Usually, classification is performed with a set of target classes in mind. Such a set is called a classification scheme (or classification system). The purpose of such a scheme is to provide a framework for organizing and categorizing the information that can be extracted from the data (Jensen et al, 1983). The proper classification scheme includes classes that are both important to the study and discernible from the data on hand. Most schemes have a hierarchical structure, which can describe a study area in several levels of detail.
A number of classification schemes have been developed by specialists who have inventoried a geographic region. Some references for professionally-developed schemes are listed below:
- Anderson, J.R., et al. 1976. "A Land Use and Land Cover Classification System for Use with Remote Sensor Data." U.S. Geological Survey Professional Paper 964.
- Cowardin, Lewis M., et al. 1979. Classification of Wetlands and Deepwater Habitats of the United States. Washington, D.C.: U.S. Fish and Wildlife Service.
- Florida Topographic Bureau, Thematic Mapping Section. 1985. Florida Land Use, Cover and Forms Classification System. Florida Department of Transportation, Procedure No. 550-010-001-a.
- Michigan Land Use Classification and Reference Committee. 1975. Michigan Land Cover/Use Classification System. Lansing, Michigan: State of Michigan Office of Land Use.
Other states or government agencies may also have specialized land use or land cover studies.
It is recommended that the classification process is begun by defining a classification scheme for the application, using previously developed schemes, like those above, as a general framework.
A process is iterative when it repeats an action. The objective of the ERDAS IMAGINE system is to enable you to iteratively create and refine signatures and classified image files to arrive at a desired final classification. The ERDAS IMAGINE classification utilities are tools to be used as needed, not a numbered list of steps that must always be followed in order.
The total classification can be achieved with either the supervised or unsupervised methods, or a combination of both. Some examples are below:
- Signatures created from both supervised and unsupervised training can be merged and appended together.
- Signature evaluation tools can be used to indicate which signatures are spectrally similar. This helps to determine which signatures should be merged or deleted. These tools also help define optimum band combinations for classification. Using the optimum band combination may reduce the time required to run a classification process.
- Since classifications (supervised or unsupervised) can be based on a particular area of interest (either defined in a raster layer or an .aoi layer), signatures and classifications can be generated from previous classification results.
Supervised vs. Unsupervised Training
In supervised training, it is important to have a set of desired classes in mind, and then create the appropriate signatures from the data. You must also have some way of recognizing pixels that represent the classes that you want to extract.

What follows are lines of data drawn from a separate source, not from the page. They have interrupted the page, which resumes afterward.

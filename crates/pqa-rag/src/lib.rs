//! Ingestion, retrieval and answering pipeline
//!
//! The offline path (`ingest`) loads a PDF, splits it into overlapping
//! chunks, embeds them and persists everything into the vector store. The
//! online path (`Answerer`) retrieves the top-k chunks for a question,
//! builds the context block and either delegates to a chat backend or falls
//! back to the conservative rule-based answer.

mod answerer;
mod context;
mod ingest;
mod offline;
mod pdf;
mod prompt;
mod retriever;
mod splitter;

pub use answerer::{Answerer, respond};
pub use context::{CONTEXT_SEPARATOR, build_context};
pub use ingest::{IngestReport, ingest};
pub use offline::{NOT_ENOUGH, offline_answer};
pub use pdf::{PageText, load_pages};
pub use prompt::{PROMPT_TEMPLATE, render_prompt};
pub use retriever::Retriever;
pub use splitter::{CHUNK_OVERLAP, CHUNK_SIZE, TextSplitter};

// Re-export core types
pub use pqa_core::{Error, Result, ScoredChunk, Settings};
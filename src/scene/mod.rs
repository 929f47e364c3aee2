//! Write-only interface to the host scene
//!
//! The importer never reads back from the scene. Everything it creates goes
//! through [`SceneSink`], which a host implements on top of its own mesh,
//! material and object records. [`MemoryScene`] is a plain in-memory
//! implementation.

mod memory;

pub use memory::{MemoryScene, SceneImage, SceneMaterial, SceneMesh, SceneObject, UvLayer};

use crate::error::Result;
use crate::materials::MaterialRecord;
use crate::translate::CornerUvs;
use std::fmt;
use std::path::Path;

macro_rules! scene_id {
    ($(#[$meta:meta])* $name:ident) => {
        $(#[$meta])*
        #[derive(Debug, Clone, Copy, PartialEq, Eq, Hash, PartialOrd, Ord)]
        pub struct $name(pub usize);

        impl fmt::Display for $name {
            fn fmt(&self, f: &mut fmt::Formatter<'_>) -> fmt::Result {
                write!(f, "{}", self.0)
            }
        }
    };
}

scene_id!(
    /// Handle of an image loaded into the scene
    ImageId
);
scene_id!(
    /// Handle of a scene material
    MaterialId
);
scene_id!(
    /// Handle of a scene mesh
    MeshId
);
scene_id!(
    /// Handle of a scene object
    ObjectId
);

/// Index of a material slot on one mesh
pub type SlotIndex = usize;

/// The host scene operations the importer needs
pub trait SceneSink {
    /// Load an image file into the scene
    ///
    /// The file at `path` only exists for the duration of the call.
    fn load_image(&mut self, name: &str, path: &Path) -> Result<ImageId>;

    /// Create a material; textured records come with their loaded image
    fn create_material(
        &mut self,
        record: &MaterialRecord,
        image: Option<ImageId>,
    ) -> Result<MaterialId>;

    /// Create a mesh from vertex, edge and face arrays
    fn create_mesh(
        &mut self,
        name: &str,
        vertices: &[[f64; 3]],
        edges: &[[usize; 2]],
        faces: &[[usize; 3]],
    ) -> Result<MeshId>;

    /// Append a material slot to a mesh and return its index
    fn add_material_slot(&mut self, mesh: MeshId, material: MaterialId) -> Result<SlotIndex>;

    /// Assign a slot to every face; `None` leaves the face on the default material
    fn set_face_materials(&mut self, mesh: MeshId, slots: &[Option<SlotIndex>]) -> Result<()>;

    /// Write per-corner UVs of every face into a named UV layer
    fn set_corner_uvs(&mut self, mesh: MeshId, layer: &str, uvs: &[CornerUvs]) -> Result<()>;

    /// Create an object wrapping a mesh
    fn create_object(&mut self, name: &str, mesh: MeshId) -> Result<ObjectId>;

    /// Link an object into the active collection
    fn link_object(&mut self, object: ObjectId) -> Result<()>;

    /// Mark an object selected, optionally making it the active object
    fn select_object(&mut self, object: ObjectId, active: bool) -> Result<()>;
}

Supervised classification is usually appropriate when you want to identify relatively few classes, when you have selected training sites that can be verified with ground truth data, or when you can identify distinct, homogeneous regions that represent each class.
On the other hand, if you want the classes to be determined by spectral distinctions that are inherent in the data so that you can define the classes later, then the application is better suited to unsupervised training. Use Unsupervised training to define many classes easily, and identify classes that are not in contiguous, easily recognized regions.
Supervised classification also includes using a set of classes that is generated from an unsupervised classification. Using a combination of supervised and unsupervised classification may yield optimum results, especially with large data sets (for example, multiple Landsat scenes). For example, unsupervised classification may be useful for generating a basic set of classes, then supervised classification can be used for further definition of the classes.
Classifying Enhanced Data
For many specialized applications, classifying data that have been merged, spectrally merged or enhanced—with principal components, image algebra, or other transformations—can produce very specific and meaningful results. However, without understanding the data and the enhancements used, it is recommended that only the original, remotely-sensed data be classified.
Dimensionality refers to the number of layers being classified. For example, a data file with 3 layers is said to be 3-dimensional, since 3-dimensional feature space is plotted to analyze the data.
Feature space and dimensionality are discussed in Math Topics.
Using programs in ERDAS IMAGINE, you can add layers to existing image files. Therefore, you can incorporate data (called ancillary data) other than remotely-sensed data into the classification. Use ancillary data to incorporate variables into the classification from, for example, vector layers, previously classified data, or elevation data. The data file values of the ancillary data become an additional feature of each pixel, thus influencing the classification (Jensen, 1996).
Although ERDAS IMAGINE allows an unlimited number of layers of data to be used for one classification, it is usually wise to reduce the dimensionality of the data as much as possible. Often, certain layers of data are redundant or extraneous to the task at hand. Unnecessary data take up valuable disk space, and cause the computer system to perform more arduous calculations, which slows down processing.